Your goal
Go through the data underneath and report how many lines hold the string "shifting", giving only the number.

Dataset excerpts
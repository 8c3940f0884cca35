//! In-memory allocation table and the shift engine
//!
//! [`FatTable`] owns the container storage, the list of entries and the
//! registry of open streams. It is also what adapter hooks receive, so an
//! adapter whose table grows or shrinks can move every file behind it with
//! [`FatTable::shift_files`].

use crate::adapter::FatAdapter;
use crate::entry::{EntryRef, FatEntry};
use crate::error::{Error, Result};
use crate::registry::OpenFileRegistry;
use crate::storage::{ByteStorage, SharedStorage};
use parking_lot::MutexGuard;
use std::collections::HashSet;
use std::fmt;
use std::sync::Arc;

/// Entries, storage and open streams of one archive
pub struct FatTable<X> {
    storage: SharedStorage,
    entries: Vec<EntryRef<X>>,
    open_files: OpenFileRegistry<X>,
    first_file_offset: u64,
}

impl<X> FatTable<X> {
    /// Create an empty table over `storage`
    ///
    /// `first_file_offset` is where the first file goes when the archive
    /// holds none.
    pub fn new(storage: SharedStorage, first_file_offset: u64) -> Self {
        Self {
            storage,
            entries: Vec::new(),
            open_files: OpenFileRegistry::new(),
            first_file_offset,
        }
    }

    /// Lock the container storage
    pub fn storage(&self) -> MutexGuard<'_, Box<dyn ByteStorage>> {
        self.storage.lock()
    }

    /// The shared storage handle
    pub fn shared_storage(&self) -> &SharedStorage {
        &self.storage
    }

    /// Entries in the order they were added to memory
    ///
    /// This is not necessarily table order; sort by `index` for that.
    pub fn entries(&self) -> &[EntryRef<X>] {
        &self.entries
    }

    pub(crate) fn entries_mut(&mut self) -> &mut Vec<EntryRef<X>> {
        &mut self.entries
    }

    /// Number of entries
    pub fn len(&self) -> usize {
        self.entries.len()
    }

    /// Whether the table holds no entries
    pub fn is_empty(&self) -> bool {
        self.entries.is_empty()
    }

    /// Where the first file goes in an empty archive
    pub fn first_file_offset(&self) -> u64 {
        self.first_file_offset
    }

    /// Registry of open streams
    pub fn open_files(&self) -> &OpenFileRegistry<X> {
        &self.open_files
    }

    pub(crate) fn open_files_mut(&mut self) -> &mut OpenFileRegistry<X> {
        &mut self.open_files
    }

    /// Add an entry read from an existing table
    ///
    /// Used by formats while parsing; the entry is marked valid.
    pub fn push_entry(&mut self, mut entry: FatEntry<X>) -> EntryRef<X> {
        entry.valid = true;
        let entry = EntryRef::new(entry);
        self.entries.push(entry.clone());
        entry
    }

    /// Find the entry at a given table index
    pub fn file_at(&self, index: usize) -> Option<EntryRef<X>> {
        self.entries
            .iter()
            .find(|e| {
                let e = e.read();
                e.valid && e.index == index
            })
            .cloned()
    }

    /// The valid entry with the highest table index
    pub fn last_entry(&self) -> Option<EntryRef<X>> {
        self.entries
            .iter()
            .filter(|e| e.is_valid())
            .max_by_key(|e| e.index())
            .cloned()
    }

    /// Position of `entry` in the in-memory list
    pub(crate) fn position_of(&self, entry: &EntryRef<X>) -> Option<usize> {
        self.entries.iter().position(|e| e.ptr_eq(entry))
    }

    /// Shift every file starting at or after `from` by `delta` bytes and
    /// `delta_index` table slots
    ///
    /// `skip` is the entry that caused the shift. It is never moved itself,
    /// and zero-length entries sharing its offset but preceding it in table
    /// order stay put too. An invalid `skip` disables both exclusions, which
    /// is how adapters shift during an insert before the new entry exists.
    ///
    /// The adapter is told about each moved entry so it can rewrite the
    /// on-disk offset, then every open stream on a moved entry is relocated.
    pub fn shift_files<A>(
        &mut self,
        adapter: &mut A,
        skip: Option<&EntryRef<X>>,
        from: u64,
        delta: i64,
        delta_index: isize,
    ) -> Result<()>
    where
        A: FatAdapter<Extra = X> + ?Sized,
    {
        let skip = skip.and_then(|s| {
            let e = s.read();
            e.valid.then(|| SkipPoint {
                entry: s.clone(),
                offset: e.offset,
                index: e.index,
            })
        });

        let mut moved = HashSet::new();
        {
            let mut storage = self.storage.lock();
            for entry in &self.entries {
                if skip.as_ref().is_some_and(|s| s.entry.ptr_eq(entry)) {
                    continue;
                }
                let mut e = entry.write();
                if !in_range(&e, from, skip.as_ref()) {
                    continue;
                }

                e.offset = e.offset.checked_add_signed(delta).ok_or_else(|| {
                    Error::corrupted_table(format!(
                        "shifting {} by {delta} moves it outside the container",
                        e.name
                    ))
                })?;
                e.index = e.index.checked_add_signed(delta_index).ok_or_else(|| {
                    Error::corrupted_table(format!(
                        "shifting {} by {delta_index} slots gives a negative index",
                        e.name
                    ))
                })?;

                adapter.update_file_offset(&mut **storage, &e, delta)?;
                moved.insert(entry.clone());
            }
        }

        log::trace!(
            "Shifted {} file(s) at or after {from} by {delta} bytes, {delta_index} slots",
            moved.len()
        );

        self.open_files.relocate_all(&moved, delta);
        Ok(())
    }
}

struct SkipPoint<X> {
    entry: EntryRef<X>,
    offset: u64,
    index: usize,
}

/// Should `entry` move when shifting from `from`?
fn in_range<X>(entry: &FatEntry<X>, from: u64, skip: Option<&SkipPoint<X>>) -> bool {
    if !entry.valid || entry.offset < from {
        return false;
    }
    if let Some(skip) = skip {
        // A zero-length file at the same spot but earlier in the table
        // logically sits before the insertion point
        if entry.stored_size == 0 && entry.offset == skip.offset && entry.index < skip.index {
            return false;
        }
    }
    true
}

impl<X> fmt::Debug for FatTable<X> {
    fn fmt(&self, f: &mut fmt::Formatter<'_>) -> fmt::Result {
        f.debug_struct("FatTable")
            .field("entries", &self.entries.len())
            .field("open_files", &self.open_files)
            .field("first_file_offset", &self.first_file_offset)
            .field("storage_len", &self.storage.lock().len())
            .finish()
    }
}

Exercise solution
3